In the article which games to analyze I indicated that 80% of my analyses are made on my own games. I guess today about 3/4 of that time is used to study openings which permits me mainly to create depth in my repertoire. I don't find this redundant as my opponents prepare themselves on the material which they can find about me. Thanks to those intensive analyses for which there is no sufficient time during a game-prepartion, I am able to survive the openings. It is also the only alternative that I have with the scientific approach compared with players frequently deviating. Attentive readers will certainly have noticed that I regularly publish pieces of those thorough analyses on this blog. E.g. Linton Donovan thankfully absorbed some of the material written in my article tactic to defeat the strong FM Martin Ahn, see game. To not become the victim myself of my own publications, I admit sometimes to hide on purpose some fragments. I try to limit this to the bare minimum so only the most sensitive elements are removed and often not much relevant anyway to the content of the article.

It is insufficient to create a good repertoire based solely on the own played games (something which I only found out by experience). Besides depth it is also important to work in the width and for this I mainly use game preparations. That game preparations are a very good incentive for a lot of players to study openings, was earlier affirmed in a reaction of the Belgium FM Tom Piceu which already was covered in my article the fake truth. The previous 2 interclub-seasons in the Belgian first division were for me an ideal catalyst to make serious progressions in my repertoire. More than 75 hours were spent at game preparations in only the season 2012-2013 as recorded earlier in the article the list of strength. Despite no direct results this was not a lost investment. All analysis (using among other things the method of the green moves) were always inventoried in a personal white and black opening-book on my computer.
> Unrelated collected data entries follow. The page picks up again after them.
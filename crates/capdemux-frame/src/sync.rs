//! Sync triple and filler detection.

use capdemux_stream::{sync_field, WordStream, FILLER};

/// Marker fields of a sync triple, in stream order.
pub const SYNC_PATTERN: [u8; 3] = [0, 1, 0];

/// Number of words in a sync triple.
pub const SYNC_LEN: usize = SYNC_PATTERN.len();

/// Locates frame boundaries in a [`WordStream`].
///
/// The device emits no fixed alignment at power-on, so the scan is linear
/// from wherever the caller starts.
#[derive(Debug, Clone, Copy)]
pub struct FrameSynchronizer {
    pattern: [u8; SYNC_LEN],
}

impl FrameSynchronizer {
    /// Synchronizer for the `0, 1, 0` triple.
    pub fn new() -> Self {
        Self::with_pattern(SYNC_PATTERN)
    }

    /// Synchronizer for an arbitrary marker-field triple.
    pub fn with_pattern(pattern: [u8; SYNC_LEN]) -> Self {
        Self { pattern }
    }

    /// First index the scan does not test: `len - 2`, leaving room for the
    /// three-word lookahead.
    pub fn scan_limit(&self, stream: &WordStream) -> usize {
        stream.len().saturating_sub(2)
    }

    /// Returns true if words `index..index + 3` form a sync triple.
    pub fn is_sync_triple(&self, stream: &WordStream, index: usize) -> bool {
        index + SYNC_LEN <= stream.len()
            && self
                .pattern
                .iter()
                .enumerate()
                .all(|(offset, &field)| sync_field(stream[index + offset]) == field)
    }

    /// Returns true if words `index` and `index + 1` are both filler.
    pub fn is_filler_pair(&self, stream: &WordStream, index: usize) -> bool {
        stream.get(index) == Some(FILLER) && stream.get(index + 1) == Some(FILLER)
    }

    /// Index of the first sync triple at or after `start`.
    pub fn locate(&self, stream: &WordStream, start: usize) -> Option<usize> {
        (start..self.scan_limit(stream)).find(|&i| self.is_sync_triple(stream, i))
    }

    /// Index of the first sync triple at or after `start`, or the scan limit
    /// when there is none.
    ///
    /// A missing triple is not a failure; callers proceed from the returned
    /// position. `start` is returned unchanged if it is already past the limit.
    pub fn find_sync(&self, stream: &WordStream, start: usize) -> usize {
        self.locate(stream, start)
            .unwrap_or_else(|| self.scan_limit(stream).max(start))
    }
}

impl Default for FrameSynchronizer {
    fn default() -> Self {
        Self::new()
    }
}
This season I already could reuse a lot of those game-preparations. This not only let me win a lot of time but also permitted me to dig deeper in the repertoire of possible opponents (no luxury with the big imbalance between the smaller and bigger clubs of the first division). Because of this I was able to get a very decent opening in my game against Dejan (described in the article camouflage). Another advantage of my repertoire becoming more mature, I noticed in round 10 when suddenly the Dutch IM Henk Vedder popped up as opponent. He never played earlier in the season in the Belgium interclub so it was a total surprise. Nevertheless I got a very nice advantage out of the opening and it is really a pity that I was not able or didn't dare to face fully the complications. Maybe some time-shortness also played a limited role too as I always need a lot of time to remember an old analysis. I don't want to make a silly mistake in the move-order.

I played my 10th and 11th move quickly so I guess Henk did suspect my acquaintance with the nonetheless rare variant. His choice for a passive but more strategic 11..Qa6 instead of the explosive 11...Nxb4 is understandable. Surely not a wrong choice as I had looked at it extensively in 2009 in consequence of the repertoire of Mher Hovhanisian (see an expanded black-repertoire). When last year in the top-tournament of Dortmund (which was won surprisingly by Michael Adams) this variant popped up in a game, I was of course curious to check at which extend my analysis would correspond.

Thanks to the recent intensive game-preparations I was able to expand my repertoire but for some players it does not end here. Eventually you are still lagging behind on the latest developments if you only base yourself on played games of yourself or of the opponents. To be maximally competitive it is important to follow up all the trends. New books, magazines,.. must be bought at regular intervals. More about this was already covered in my article the sequence. Creating a repertoire is not only something which takes a lot of time but it is also never finished. I often envy less experienced players as this less beautiful side remains for them limited.